No es extraño que el cerebro del bebé que recibe desde bien temprano ese estímulo constante, se desarrolle de forma más óptima. Así, algo que se ha podido comprobar es que los niños que nacen prematuros se benefician notablemente de la voz materna, de esa comunicación afectiva que estimula la conexión neuronal y que incluso favorece la alimentación oral del bebé.

Es decir, no solo el aspecto físico y el contacto es necesario, a la clásica dimensión “piel con piel” que todos conocemos se le añade como principio indispensable la comunicación y el habla de la mamá y el papá que entienden, que dirigirse al recién nacido no solo es positivo, sino necesario.

Sabemos lo que somos, pero no sabemos lo que podemos llegar a ser

-William Shakespaere-

mamá durmiendo con su bebé

Beneficios de hablarle a tu bebé, de hablarle bajito y al oído…

  • La voz de mamá, serena, dulce y cercana, calma el estrés del bebé.
  • Aumenta los niveles de oxitocina, esencial para favorecer un vínculo fuerte y saludable.
  • Asimismo, la voz de mamá activa la corteza prefrontal y la región temporal posterior izquierda, áreas involucradas en el desarrollo y procesamiento del habla.
  • La voz suave de mamá estimula también la amígdala y el núcleo accumbens relacionados con las emociones, reduciendo la sensación de miedo y favoreciendo la sensación de seguridad.
  • Por otro lado, se sabe que al escuchar de forma constante las voces de los progenitores, se activa el área del giro fusiforme, la cual procesa la información visual de la cara.

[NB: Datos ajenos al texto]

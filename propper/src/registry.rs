//! Schema registry.
//!
//! One schema per target type, keyed by [`TypeKey`]. A schema maps property
//! names to their registration record and may name a parent type whose
//! properties it inherits. The registry is written at registration time and
//! read by accessors afterwards.
//!
//! Lookups hand out `Arc` clones; no lock is held while factories,
//! validators, hooks or handlers run.

use std::any::{type_name, TypeId};
use std::collections::HashMap;
use std::fmt;
use std::hash::{Hash, Hasher};
use std::sync::{Arc, OnceLock, PoisonError, RwLock, RwLockReadGuard, RwLockWriteGuard};

use indexmap::IndexMap;
use tracing::debug;

use crate::config::{BadValueHandler, OnChange, PropConfig, StartFn};
use crate::error::{PropError, Result};
use crate::validator::{TypeSpec, Validator};

static GLOBAL: OnceLock<SchemaRegistry> = OnceLock::new();

/// Identity of a target type.
#[derive(Clone, Copy)]
pub struct TypeKey {
    id: TypeId,
    name: &'static str,
}

impl TypeKey {
    pub fn of<T: ?Sized + 'static>() -> Self {
        Self {
            id: TypeId::of::<T>(),
            name: type_name::<T>(),
        }
    }

    /// Full type path.
    pub fn name(&self) -> &'static str {
        self.name
    }

    /// Type name without its module path.
    pub fn short_name(&self) -> &'static str {
        let base = self.name.split('<').next().unwrap_or(self.name);
        base.rsplit("::").next().unwrap_or(base)
    }
}

impl PartialEq for TypeKey {
    fn eq(&self, other: &Self) -> bool {
        self.id == other.id
    }
}

impl Eq for TypeKey {}

impl Hash for TypeKey {
    fn hash<H: Hasher>(&self, state: &mut H) {
        self.id.hash(state);
    }
}

impl fmt::Debug for TypeKey {
    fn fmt(&self, f: &mut fmt::Formatter<'_>) -> fmt::Result {
        write!(f, "TypeKey({})", self.name)
    }
}

/// What was registered for a property: its name, declared type and the
/// options object as given.
#[derive(Clone, Debug)]
pub struct SchemaDef {
    pub name: String,
    pub type_spec: Option<TypeSpec>,
    pub config: PropConfig,
}

/// A registered property with its resolved accessor pieces.
pub struct ManagedProp {
    pub def: SchemaDef,
    pub local_name: String,
    pub enumerable: bool,
    pub set_on_get: bool,
    pub(crate) start: StartFn,
    pub(crate) validator: Option<Validator>,
    pub(crate) on_bad_value: BadValueHandler,
    pub(crate) on_change: Option<OnChange>,
}

impl ManagedProp {
    pub fn name(&self) -> &str {
        &self.def.name
    }

    pub fn is_validated(&self) -> bool {
        self.validator.is_some()
    }
}

impl fmt::Debug for ManagedProp {
    fn fmt(&self, f: &mut fmt::Formatter<'_>) -> fmt::Result {
        f.debug_struct("ManagedProp")
            .field("def", &self.def)
            .field("local_name", &self.local_name)
            .field("enumerable", &self.enumerable)
            .field("set_on_get", &self.set_on_get)
            .field("validated", &self.is_validated())
            .finish()
    }
}

#[derive(Default)]
struct Schema {
    parent: Option<TypeKey>,
    props: IndexMap<String, Arc<ManagedProp>>,
}

/// Registry of per-type schemas.
#[derive(Default)]
pub struct SchemaRegistry {
    schemas: RwLock<HashMap<TypeKey, Schema>>,
}

impl SchemaRegistry {
    pub fn new() -> Self {
        Self::default()
    }

    /// The process-wide registry used by accessors.
    pub fn global() -> &'static SchemaRegistry {
        GLOBAL.get_or_init(SchemaRegistry::new)
    }

    fn read(&self) -> RwLockReadGuard<'_, HashMap<TypeKey, Schema>> {
        self.schemas.read().unwrap_or_else(PoisonError::into_inner)
    }

    fn write(&self) -> RwLockWriteGuard<'_, HashMap<TypeKey, Schema>> {
        self.schemas.write().unwrap_or_else(PoisonError::into_inner)
    }

    /// Insert or replace a property. Returns the replaced record, if any.
    pub(crate) fn insert(&self, owner: TypeKey, prop: ManagedProp) -> Option<Arc<ManagedProp>> {
        let name = prop.def.name.clone();
        self.write()
            .entry(owner)
            .or_default()
            .props
            .insert(name, Arc::new(prop))
    }

    /// Make `parent`'s properties visible through `child`.
    pub fn set_parent(&self, child: TypeKey, parent: TypeKey) -> Result<()> {
        let mut schemas = self.write();
        let cyclic = child == parent || chain(&schemas, parent).contains(&child);
        if cyclic {
            return Err(PropError::InheritanceCycle {
                child: child.short_name().to_string(),
                parent: parent.short_name().to_string(),
            });
        }
        schemas.entry(child).or_default().parent = Some(parent);
        debug!(child = child.name(), parent = parent.name(), "schema parent linked");
        Ok(())
    }

    pub fn parent(&self, owner: TypeKey) -> Option<TypeKey> {
        self.read().get(&owner).and_then(|schema| schema.parent)
    }

    /// Find a property on `owner` or its ancestors.
    pub fn lookup(&self, owner: TypeKey, name: &str) -> Option<Arc<ManagedProp>> {
        let schemas = self.read();
        chain(&schemas, owner)
            .into_iter()
            .find_map(|key| schemas.get(&key)?.props.get(name).cloned())
    }

    pub fn contains(&self, owner: TypeKey, name: &str) -> bool {
        self.lookup(owner, name).is_some()
    }

    /// Resolved records visible through `owner`: inherited entries first,
    /// the closest registration wins.
    pub fn props(&self, owner: TypeKey) -> IndexMap<String, Arc<ManagedProp>> {
        let schemas = self.read();
        let mut props = IndexMap::new();
        for key in chain(&schemas, owner).into_iter().rev() {
            if let Some(schema) = schemas.get(&key) {
                for (name, prop) in &schema.props {
                    props.insert(name.clone(), Arc::clone(prop));
                }
            }
        }
        props
    }

    /// Introspection view: property name to `{name, type, config}`.
    pub fn schema(&self, owner: TypeKey) -> IndexMap<String, SchemaDef> {
        self.props(owner)
            .into_iter()
            .map(|(name, prop)| (name, prop.def.clone()))
            .collect()
    }

    /// Names of enumerable properties, in registration order.
    pub fn enumerable_names(&self, owner: TypeKey) -> Vec<String> {
        self.props(owner)
            .into_iter()
            .filter(|(_, prop)| prop.enumerable)
            .map(|(name, _)| name)
            .collect()
    }
}

/// `owner` followed by its ancestors. Cycles are rejected by `set_parent`.
fn chain(schemas: &HashMap<TypeKey, Schema>, owner: TypeKey) -> Vec<TypeKey> {
    let mut keys = vec![owner];
    let mut current = owner;
    while let Some(parent) = schemas.get(&current).and_then(|schema| schema.parent) {
        keys.push(parent);
        current = parent;
    }
    keys
}

/// Schema of `T` in the global registry.
pub fn schema_of<T: ?Sized + 'static>() -> IndexMap<String, SchemaDef> {
    SchemaRegistry::global().schema(TypeKey::of::<T>())
}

Son como vemos, múltiples procesos neurológicos donde se conjugan el plano emocional con el perceptual y el perceptual con el propio desarrollo del habla del niño. Estamos más que seguros de que ya no necesitas más razones para seguir haciéndolo, para seguir explicándole a tu pequeño al oído mil cosas, mil historias y cantándole las más afiandas -o desafinadas- canciones de cuna.